Chicken thighs in creamy mushrooms and leeks sauce with the thyme is gives you a good plate of dinner even on a busy night. This dish doesn't even take long to cook. You can use the boneless thighs for the recipe but I personally like the bone in as the bone keeps the meat moist. I served this with the crusty roll but spaghetti would go well as well.
Serves 2
Time: 30 minutes
4 chicken thighs with bone in and skin on
Salt and pepper
2 tbs butter
1 tbs olive oil
2-3 leeks sliced thinly
1 cup sliced mushrooms
1 tbs garlic crushed/chopped
3 tbs parmesan cheese
1 cup cooking cream
5-6 whole sprigs of thyme
Method
First, season the chicken thighs well with salt and pepper (more pepper ). Then heat the olive oil in a pan and brown the chicken thighs skin side first for about 4 minutes till they turn golden brown. Turn them and brown for 2 minutes. Remove them on a plate.
In the same pan, add the butter. Then add the leeks and mushrooms. Cook them with a pinch of salt ( salt quicken the process of softening) for 7-8 minutes.

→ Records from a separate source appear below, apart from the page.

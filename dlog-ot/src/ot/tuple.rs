//! The group algebra behind every transfer, shared by the single and batch
//! engines.
//!
//! The receiver hides its choice in a tuple whose `σ` side is a genuine
//! Diffie-Hellman relation. The sender derives one key per side from that
//! tuple; only the key on side `σ` can be recomputed by the receiver.

use super::messages::{ReceiverPairMsg, ReceiverQuadrupleMsg, SenderQuadrupleMsg};
use crate::errors::Error;
use dlog::DlogGroup;
use num_bigint::BigUint;
use rand::{CryptoRng, Rng};

/// Decode an element sent by the peer, treating anything outside the group
/// as cheating.
pub(crate) fn decode_member<G: DlogGroup>(
    group: &G,
    bytes: &[u8],
    what: &str,
) -> Result<G::Element, Error> {
    group.decode(bytes, true).map_err(|e| {
        log::warn!("{} is not a member of {}: {}", what, group.name(), e);
        Error::CheatDetected(format!("{} is not a group member", what))
    })
}

/// The receiver's side of a semi-honest transfer: `h_σ = g^α` and a random
/// element on the other side.
#[derive(Clone, Debug)]
pub(crate) struct ReceiverPair<E> {
    alpha: BigUint,
    pub(crate) h0: E,
    pub(crate) h1: E,
}

impl<E: Clone> ReceiverPair<E> {
    pub(crate) fn sample<G, R>(group: &G, sigma: bool, rng: &mut R) -> Self
    where
        G: DlogGroup<Element = E>,
        R: Rng + CryptoRng,
    {
        let alpha = group.random_scalar(rng);
        let other = group.random_element(rng);
        Self::from_parts(group, sigma, alpha, other)
    }

    pub(crate) fn from_parts<G: DlogGroup<Element = E>>(
        group: &G,
        sigma: bool,
        alpha: BigUint,
        other: E,
    ) -> Self {
        let real = group.exponentiate_generator(&alpha);
        let (h0, h1) = if sigma { (other, real) } else { (real, other) };
        Self { alpha, h0, h1 }
    }

    pub(crate) fn message<G: DlogGroup<Element = E>>(&self, group: &G) -> ReceiverPairMsg {
        ReceiverPairMsg {
            h0: group.encode(&self.h0),
            h1: group.encode(&self.h1),
        }
    }

    /// The key on side `σ`: `u^α = h_σ^r`.
    pub(crate) fn key<G: DlogGroup<Element = E>>(&self, group: &G, u: &E) -> E {
        group.exponentiate(u, &self.alpha)
    }
}

/// Decode and check a semi-honest tuple.
pub(crate) fn sender_pair<G: DlogGroup>(
    group: &G,
    msg: &ReceiverPairMsg,
) -> Result<(G::Element, G::Element), Error> {
    Ok((
        decode_member(group, &msg.h0, "h0")?,
        decode_member(group, &msg.h1, "h1")?,
    ))
}

/// The receiver's side of a malicious-secure transfer:
/// `(x, y, z_σ, z_{1-σ}) = (g^α, g^β, g^{αβ}, g^γ)` with `γ ≠ αβ`.
#[derive(Clone, Debug)]
pub(crate) struct ReceiverQuadruple<E> {
    pub(crate) alpha: BigUint,
    beta: BigUint,
    pub(crate) x: E,
    y: E,
    z0: E,
    z1: E,
}

impl<E: Clone> ReceiverQuadruple<E> {
    pub(crate) fn sample<G, R>(group: &G, sigma: bool, rng: &mut R) -> Self
    where
        G: DlogGroup<Element = E>,
        R: Rng + CryptoRng,
    {
        let alpha = group.random_scalar(rng);
        let beta = group.random_scalar(rng);
        let ab = (&alpha * &beta) % group.order();
        let gamma = loop {
            let gamma = group.random_scalar(rng);
            if gamma != ab {
                break gamma;
            }
        };
        let real = group.exponentiate_generator(&ab);
        let fake = group.exponentiate_generator(&gamma);
        let (z0, z1) = if sigma { (fake, real) } else { (real, fake) };
        Self {
            x: group.exponentiate_generator(&alpha),
            y: group.exponentiate_generator(&beta),
            alpha,
            beta,
            z0,
            z1,
        }
    }

    pub(crate) fn message<G: DlogGroup<Element = E>>(&self, group: &G) -> ReceiverQuadrupleMsg {
        ReceiverQuadrupleMsg {
            x: group.encode(&self.x),
            y: group.encode(&self.y),
            z0: group.encode(&self.z0),
            z1: group.encode(&self.z1),
        }
    }

    /// The key on side `σ`: `w_σ^β`.
    pub(crate) fn key<G: DlogGroup<Element = E>>(&self, group: &G, w: &E) -> E {
        group.exponentiate(w, &self.beta)
    }
}

/// A quadruple as received and checked by the sender.
#[derive(Clone, Debug)]
pub(crate) struct SenderQuadruple<E> {
    pub(crate) x: E,
    y: E,
    z0: E,
    z1: E,
}

impl<E: Clone + PartialEq> SenderQuadruple<E> {
    /// Decode the tuple, rejecting non-members and `z0 = z1`.
    pub(crate) fn from_message<G: DlogGroup<Element = E>>(
        group: &G,
        msg: &ReceiverQuadrupleMsg,
    ) -> Result<Self, Error> {
        let tuple = Self {
            x: decode_member(group, &msg.x, "x")?,
            y: decode_member(group, &msg.y, "y")?,
            z0: decode_member(group, &msg.z0, "z0")?,
            z1: decode_member(group, &msg.z1, "z1")?,
        };
        if tuple.z0 == tuple.z1 {
            log::warn!("receiver sent z0 = z1");
            return Err(Error::CheatDetected("z0 equals z1".to_string()));
        }
        Ok(tuple)
    }

    /// Randomize side `b`: `w_b = x^u · g^v` and key `k_b = z_b^u · y^v` for
    /// fresh `u, v`.
    pub(crate) fn side<G, R>(&self, group: &G, b: bool, rng: &mut R) -> (E, E)
    where
        G: DlogGroup<Element = E>,
        R: Rng + CryptoRng,
    {
        let u = group.random_scalar(rng);
        let v = group.random_scalar(rng);
        let z = if b { &self.z1 } else { &self.z0 };
        let w = group.multiply(
            &group.exponentiate(&self.x, &u),
            &group.exponentiate_generator(&v),
        );
        let k = group.multiply(&group.exponentiate(z, &u), &group.exponentiate(&self.y, &v));
        (w, k)
    }
}

/// Decode the randomizers `w0, w1` of a sender answer.
pub(crate) fn receiver_quadruple_answer<G: DlogGroup>(
    group: &G,
    msg: &SenderQuadrupleMsg,
) -> Result<(G::Element, G::Element), Error> {
    Ok((
        decode_member(group, &msg.w0, "w0")?,
        decode_member(group, &msg.w1, "w1")?,
    ))
}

Add the garlic and stir for a minute.
Now add the cream and parmesan to the pan and give it a good stir. As soon as the bubbles start appearing on the edges of the pan, add in the chicken thighs, skin side facing up. snuggle the thyme springs in between and cover the pan. Let the chicken cook on low heat for 10 minutes until it is cooked through.
Serve the thighs with its creamy thyme mushroom and leek sauce with a crusty bread roll or spaghetti and a bowl of green salad leaves.